== Recorded data

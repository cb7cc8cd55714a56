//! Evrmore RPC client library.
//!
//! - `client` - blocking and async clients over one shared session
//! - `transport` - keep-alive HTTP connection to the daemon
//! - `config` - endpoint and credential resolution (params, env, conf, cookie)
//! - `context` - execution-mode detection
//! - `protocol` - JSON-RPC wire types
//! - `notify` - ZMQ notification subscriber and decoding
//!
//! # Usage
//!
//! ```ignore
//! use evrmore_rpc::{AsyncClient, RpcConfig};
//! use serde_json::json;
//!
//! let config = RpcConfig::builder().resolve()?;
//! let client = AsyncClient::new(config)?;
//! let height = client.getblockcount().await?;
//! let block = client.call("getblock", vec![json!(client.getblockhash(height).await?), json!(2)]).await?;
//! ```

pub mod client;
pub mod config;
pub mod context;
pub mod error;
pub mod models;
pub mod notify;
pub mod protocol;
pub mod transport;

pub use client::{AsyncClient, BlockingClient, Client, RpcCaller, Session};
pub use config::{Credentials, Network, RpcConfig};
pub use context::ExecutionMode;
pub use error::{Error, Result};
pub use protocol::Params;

====
== Recorded data

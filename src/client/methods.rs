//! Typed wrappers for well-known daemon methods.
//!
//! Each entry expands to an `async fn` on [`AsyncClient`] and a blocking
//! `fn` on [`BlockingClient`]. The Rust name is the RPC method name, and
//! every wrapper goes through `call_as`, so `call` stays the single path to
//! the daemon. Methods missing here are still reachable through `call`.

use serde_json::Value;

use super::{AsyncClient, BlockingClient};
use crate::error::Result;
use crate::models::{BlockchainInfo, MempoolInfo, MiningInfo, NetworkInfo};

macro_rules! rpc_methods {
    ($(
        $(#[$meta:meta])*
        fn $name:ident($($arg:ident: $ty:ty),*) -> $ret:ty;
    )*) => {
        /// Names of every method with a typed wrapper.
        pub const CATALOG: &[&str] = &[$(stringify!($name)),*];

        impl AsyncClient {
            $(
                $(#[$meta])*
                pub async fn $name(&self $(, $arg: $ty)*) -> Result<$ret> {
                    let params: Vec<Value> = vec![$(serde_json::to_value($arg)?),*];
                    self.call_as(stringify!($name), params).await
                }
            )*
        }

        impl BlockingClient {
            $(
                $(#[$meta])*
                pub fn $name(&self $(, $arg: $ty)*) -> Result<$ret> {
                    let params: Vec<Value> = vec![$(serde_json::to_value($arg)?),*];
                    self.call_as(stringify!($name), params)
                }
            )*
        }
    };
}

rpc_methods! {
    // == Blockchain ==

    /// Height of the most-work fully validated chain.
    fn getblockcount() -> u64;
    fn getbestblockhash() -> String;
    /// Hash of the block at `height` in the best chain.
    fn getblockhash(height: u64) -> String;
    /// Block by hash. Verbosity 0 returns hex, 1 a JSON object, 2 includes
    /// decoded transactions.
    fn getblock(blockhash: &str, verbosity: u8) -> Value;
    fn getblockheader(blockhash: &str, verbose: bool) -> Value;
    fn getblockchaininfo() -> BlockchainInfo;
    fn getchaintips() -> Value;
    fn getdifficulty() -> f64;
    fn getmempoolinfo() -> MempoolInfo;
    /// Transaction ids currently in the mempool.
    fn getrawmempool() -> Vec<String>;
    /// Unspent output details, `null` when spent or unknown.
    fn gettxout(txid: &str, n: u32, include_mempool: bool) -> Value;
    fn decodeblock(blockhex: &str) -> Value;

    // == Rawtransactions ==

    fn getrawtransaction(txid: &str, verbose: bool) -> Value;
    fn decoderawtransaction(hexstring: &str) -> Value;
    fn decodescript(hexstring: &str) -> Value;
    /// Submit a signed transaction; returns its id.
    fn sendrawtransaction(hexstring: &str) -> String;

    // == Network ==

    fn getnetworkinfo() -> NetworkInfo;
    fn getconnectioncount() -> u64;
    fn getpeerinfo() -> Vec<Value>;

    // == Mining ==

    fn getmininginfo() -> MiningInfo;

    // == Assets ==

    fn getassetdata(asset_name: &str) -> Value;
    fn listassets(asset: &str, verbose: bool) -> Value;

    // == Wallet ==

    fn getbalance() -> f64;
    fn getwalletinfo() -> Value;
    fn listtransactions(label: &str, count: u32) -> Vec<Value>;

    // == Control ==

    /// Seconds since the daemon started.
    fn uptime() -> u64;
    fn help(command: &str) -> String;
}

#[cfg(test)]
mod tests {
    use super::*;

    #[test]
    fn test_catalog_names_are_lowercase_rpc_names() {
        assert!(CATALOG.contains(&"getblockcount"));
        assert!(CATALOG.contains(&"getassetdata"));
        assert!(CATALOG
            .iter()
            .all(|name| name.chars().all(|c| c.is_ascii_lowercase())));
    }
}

====

From the data above, output exactly the lines between the one containing "in the mempool." and the one containing "fn getbalance() -> f64;", counting both of them.

Exercise result:
    /// Transaction ids currently in the mempool.
    fn getrawmempool() -> Vec<String>;
    /// Unspent output details, `null` when spent or unknown.
    fn gettxout(txid: &str, n: u32, include_mempool: bool) -> Value;
    fn decodeblock(blockhex: &str) -> Value;

    // == Rawtransactions ==

    fn getrawtransaction(txid: &str, verbose: bool) -> Value;
    fn decoderawtransaction(hexstring: &str) -> Value;
    fn decodescript(hexstring: &str) -> Value;
    /// Submit a signed transaction; returns its id.
    fn sendrawtransaction(hexstring: &str) -> String;

    // == Network ==

    fn getnetworkinfo() -> NetworkInfo;
    fn getconnectioncount() -> u64;
    fn getpeerinfo() -> Vec<Value>;

    // == Mining ==

    fn getmininginfo() -> MiningInfo;

    // == Assets ==

    fn getassetdata(asset_name: &str) -> Value;
    fn listassets(asset: &str, verbose: bool) -> Value;

    // == Wallet ==

    fn getbalance() -> f64;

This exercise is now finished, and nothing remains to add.